From the late 1970s through 2002, steel, cement, and concrete prices followed a general downward trend. Since then, however, iron and steel prices have increased by 8 percent in 2003, 10 percent in 2004, and 31 percent in 2005. Although iron and steel prices declined in 2006, early data for 2007 show another increase. Cement and concrete prices, as well as the composite cost index for all construction commodities, have shown similar trends but with smaller increases in 2004 and 2005 (Figure 9).

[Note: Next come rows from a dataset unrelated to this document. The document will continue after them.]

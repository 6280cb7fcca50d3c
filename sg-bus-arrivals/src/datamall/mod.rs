//! LTA DataMall client.
//!
//! This module provides an HTTP client for the Singapore LTA DataMall API,
//! which publishes bus arrival predictions, bus stop and route listings,
//! and train service alerts.
//!
//! Key characteristics of DataMall:
//! - Every request carries the account key in an `AccountKey` header
//! - Listing endpoints return at most 500 records per call and are paged
//!   with a `$skip` query parameter
//! - Estimated arrivals are ISO 8601 timestamps with a `+08:00` offset,
//!   or an empty string when no estimate is available

mod client;
mod convert;
mod error;
mod paging;
mod types;

pub use client::{DataMallClient, DataMallConfig};
pub use convert::{compute_arrival_minutes, convert_bus_arrivals};
pub use error::TransitError;
pub use types::{
    BusArrivalResponse, BusRouteDto, BusStopDto, NextBusDto, ServiceArrivalDto,
    TrainServiceAlertsResponse,
};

Recent increases in the costs of basic commodities and increases in capital costs for energy equipment and facilities could have significant effects on future energy supplies and consumption. Higher capital costs could change both the competition among fuels and technologies and the marginal costs of new energy supplies. In the electric power sector, for example, capital costs are generally lower for generating plants that use fossil fuels than for plants that use nuclear or renewable fuels. If capital costs increased on a proportional basis for plants of all types, then capital-intensive nuclear and renewable power plants would become even less competitive with fossil-fired plants when new capacity is planned. In addition, over the long term, higher capital costs would lead to higher energy prices, which in turn could slow the growth of energy consumption.

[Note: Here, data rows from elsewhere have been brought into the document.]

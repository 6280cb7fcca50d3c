//! Generic single-flight refresh engine.
//!
//! An [`UpdateCoordinator`] owns one [`RefreshSource`] and the last
//! snapshot it produced. Refreshes are triggered by a fixed-interval timer
//! or on demand; a refresh already in flight satisfies every concurrent
//! request instead of starting another one.
//!
//! Snapshots are published whole through a `watch` channel and never
//! mutated afterwards, so readers need no locking.

use std::future::Future;
use std::sync::{Arc, Mutex, PoisonError};
use std::time::Duration;

use chrono::{DateTime, Utc};
use futures::FutureExt;
use futures::future::{BoxFuture, Shared};
use tokio::sync::watch;
use tokio::task::JoinHandle;
use tokio::time::MissedTickBehavior;
use tracing::{debug, error, warn};

use crate::config::ScanInterval;
use crate::datamall::TransitError;

/// Deadline for one whole refresh, including every fanned-out request.
pub const REFRESH_DEADLINE: Duration = Duration::from_secs(10);

/// Why a refresh did not publish a snapshot.
///
/// This is the only classification the host sees: fatal failures need a
/// new credential, everything else is retried on the next tick.
#[derive(Debug, Clone, PartialEq, Eq, thiserror::Error)]
pub enum UpdateError {
    /// The credential was rejected.
    #[error("needs re-authentication: {0}")]
    NeedsReauth(String),

    /// An API, transport or decoding failure.
    #[error("update failed: {0}")]
    UpdateFailed(String),

    /// The refresh did not finish before the deadline.
    #[error("update failed: timed out after {}s", .0.as_secs())]
    Timeout(Duration),
}

impl UpdateError {
    /// Returns true if polling should stop until the credential is replaced.
    pub fn is_fatal(&self) -> bool {
        matches!(self, UpdateError::NeedsReauth(_))
    }
}

impl From<TransitError> for UpdateError {
    fn from(err: TransitError) -> Self {
        if err.is_authentication() {
            UpdateError::NeedsReauth(err.to_string())
        } else {
            UpdateError::UpdateFailed(err.to_string())
        }
    }
}

/// Produces a fresh snapshot on each refresh.
pub trait RefreshSource: Send + Sync + 'static {
    /// The snapshot type.
    type Data: Send + Sync + 'static;

    /// Name used in logs.
    const NAME: &'static str;

    /// Fetch a complete new snapshot.
    fn fetch(&self) -> impl Future<Output = Result<Self::Data, TransitError>> + Send;
}

/// Phase of the refresh cycle.
#[derive(Debug, Clone, Copy, PartialEq, Eq)]
pub enum UpdatePhase {
    Idle,
    Refreshing,
}

/// What subscribers observe.
#[derive(Debug)]
pub struct UpdateState<T> {
    /// Last successfully published snapshot. Kept across failures.
    pub data: Option<Arc<T>>,
    /// When `data` was published.
    pub last_updated: Option<DateTime<Utc>>,
    pub phase: UpdatePhase,
    /// Failure of the most recent refresh, cleared by the next success.
    pub last_error: Option<UpdateError>,
}

impl<T> UpdateState<T> {
    /// Returns true if the most recent refresh published a snapshot.
    pub fn last_update_success(&self) -> bool {
        self.data.is_some() && self.last_error.is_none()
    }

    /// Returns true if the most recent refresh failed authentication.
    pub fn needs_reauth(&self) -> bool {
        self.last_error.as_ref().is_some_and(UpdateError::is_fatal)
    }
}

impl<T> Default for UpdateState<T> {
    fn default() -> Self {
        Self {
            data: None,
            last_updated: None,
            phase: UpdatePhase::Idle,
            last_error: None,
        }
    }
}

impl<T> Clone for UpdateState<T> {
    fn clone(&self) -> Self {
        Self {
            data: self.data.clone(),
            last_updated: self.last_updated,
            phase: self.phase,
            last_error: self.last_error.clone(),
        }
    }
}

type RefreshResult<T> = Result<Arc<T>, UpdateError>;
type InFlight<T> = Shared<BoxFuture<'static, RefreshResult<T>>>;

struct Inner<S: RefreshSource> {
    source: S,
    interval: Duration,
    deadline: Duration,
    state: watch::Sender<UpdateState<S::Data>>,
    in_flight: Mutex<Option<InFlight<S::Data>>>,
}

/// Periodic, single-flight refresh of one [`RefreshSource`].
pub struct UpdateCoordinator<S: RefreshSource> {
    inner: Arc<Inner<S>>,
}

impl<S: RefreshSource> Clone for UpdateCoordinator<S> {
    fn clone(&self) -> Self {
        Self {
            inner: self.inner.clone(),
        }
    }
}

impl<S: RefreshSource> UpdateCoordinator<S> {
    /// Create a coordinator polling every `interval`, with the default deadline.
    pub fn new(source: S, interval: ScanInterval) -> Self {
        Self::with_deadline(source, interval, REFRESH_DEADLINE)
    }

    /// Create a coordinator with a custom refresh deadline.
    pub fn with_deadline(source: S, interval: ScanInterval, deadline: Duration) -> Self {
        let (state, _) = watch::channel(UpdateState::default());
        Self {
            inner: Arc::new(Inner {
                source,
                interval: interval.as_duration(),
                deadline,
                state,
                in_flight: Mutex::new(None),
            }),
        }
    }

    /// The refresh source.
    pub fn source(&self) -> &S {
        &self.inner.source
    }

    /// Polling interval.
    pub fn interval(&self) -> Duration {
        self.inner.interval
    }

    /// Current state.
    pub fn state(&self) -> UpdateState<S::Data> {
        self.inner.state.borrow().clone()
    }

    /// Last published snapshot, if any.
    pub fn data(&self) -> Option<Arc<S::Data>> {
        self.inner.state.borrow().data.clone()
    }

    /// Receive every state change.
    pub fn subscribe(&self) -> watch::Receiver<UpdateState<S::Data>> {
        self.inner.state.subscribe()
    }

    /// Refresh now, or join the refresh already in flight.
    ///
    /// Must be called from within a Tokio runtime. The refresh runs as its
    /// own task, so dropping the returned future does not cancel it.
    pub async fn request_refresh(&self) -> RefreshResult<S::Data> {
        let refresh = {
            let mut in_flight = self
                .inner
                .in_flight
                .lock()
                .unwrap_or_else(PoisonError::into_inner);

            match in_flight.as_ref() {
                Some(refresh) => {
                    debug!(coordinator = S::NAME, "Joining refresh in flight");
                    refresh.clone()
                }
                None => {
                    let inner = self.inner.clone();
                    let task = tokio::spawn(Self::run(inner.clone()));
                    let refresh = async move {
                        match task.await {
                            Ok(result) => result,
                            Err(e) => {
                                // `run` never got to clear the slot or publish
                                let err =
                                    UpdateError::UpdateFailed(format!("refresh task aborted: {e}"));
                                Self::finish(&inner, &Err(err.clone()));
                                Err(err)
                            }
                        }
                    }
                    .boxed()
                    .shared();
                    *in_flight = Some(refresh.clone());
                    refresh
                }
            }
        };

        refresh.await
    }

    /// Start the fixed-interval timer. The first refresh happens immediately.
    ///
    /// Polling stops by itself after a fatal failure; explicit refreshes
    /// remain possible.
    pub fn start_polling(&self) -> PollingHandle {
        let coordinator = self.clone();
        let task = tokio::spawn(async move {
            let mut interval = tokio::time::interval(coordinator.inner.interval);
            interval.set_missed_tick_behavior(MissedTickBehavior::Delay);
            loop {
                interval.tick().await;
                if let Err(e) = coordinator.request_refresh().await
                    && e.is_fatal()
                {
                    error!(
                        coordinator = S::NAME,
                        "Polling suspended until the credential is replaced"
                    );
                    break;
                }
            }
        });

        PollingHandle { task }
    }

    async fn run(inner: Arc<Inner<S>>) -> RefreshResult<S::Data> {
        inner
            .state
            .send_modify(|state| state.phase = UpdatePhase::Refreshing);

        let result = match tokio::time::timeout(inner.deadline, inner.source.fetch()).await {
            Ok(Ok(data)) => Ok(Arc::new(data)),
            Ok(Err(e)) => Err(UpdateError::from(e)),
            Err(_) => Err(UpdateError::Timeout(inner.deadline)),
        };

        Self::finish(&inner, &result);
        result
    }

    /// Clear the in-flight slot, then publish the outcome.
    fn finish(inner: &Inner<S>, result: &RefreshResult<S::Data>) {
        // Later requests start a new refresh
        inner
            .in_flight
            .lock()
            .unwrap_or_else(PoisonError::into_inner)
            .take();

        match result {
            Ok(_) => debug!(coordinator = S::NAME, "Published new snapshot"),
            Err(e) if e.is_fatal() => error!(coordinator = S::NAME, error = %e, "Refresh failed"),
            Err(e) => warn!(coordinator = S::NAME, error = %e, "Refresh failed, retrying next tick"),
        }

        inner.state.send_modify(|state| {
            state.phase = UpdatePhase::Idle;
            match result {
                Ok(data) => {
                    state.data = Some(data.clone());
                    state.last_updated = Some(Utc::now());
                    state.last_error = None;
                }
                Err(e) => state.last_error = Some(e.clone()),
            }
        });
    }
}

/// Running poll timer. Dropping the handle stops polling.
///
/// A refresh already in flight is left to finish on its own.
#[derive(Debug)]
pub struct PollingHandle {
    task: JoinHandle<()>,
}

impl PollingHandle {
    /// Stop polling.
    pub fn shutdown(self) {
        drop(self);
    }

    /// Returns true once the timer has stopped.
    pub fn is_finished(&self) -> bool {
        self.task.is_finished()
    }
}

impl Drop for PollingHandle {
    fn drop(&mut self) {
        self.task.abort();
    }
}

The AEO2008 version of NEMS includes updated assumptions about the costs of new power plants, the costs of drilling and pipeline construction in the oil and natural gas industry, refinery costs, and capital costs in the LNG supply chain. In the reference case, energy project costs are assumed to level off over the long term. To examine the effects of different assumptions about future costs, high and low energy project cost cases were developed, assuming higher and lower costs than in the reference case.

Power Plant Construction

In the electric power industry, cost estimates for individual construction projects to be completed over the next decade have increased by 50 percent or more in recent years [53]. Increased costs have been reported for power plants of all types, including coal, nuclear, natural gas, and wind. The Handy-Whitman index for electric utility construction (which is used as a proxy for all electric power industry projects) provides an average cost index for six regions in the United States, starting from 1973. A simple average of the regions is used in Figure 10 to show the national trend for power plant construction relative to the cost index for construction materials. The two indexes diverge in the early 2000s, when power plant construction costs began to show a flat to slightly increasing trend, while general construction costs continued to decline. With the sharpest increases in electric utility construction costs occurring over the past 3 years, the electric utility construction cost index for 2007 is 17 percent higher than its low point in 2000.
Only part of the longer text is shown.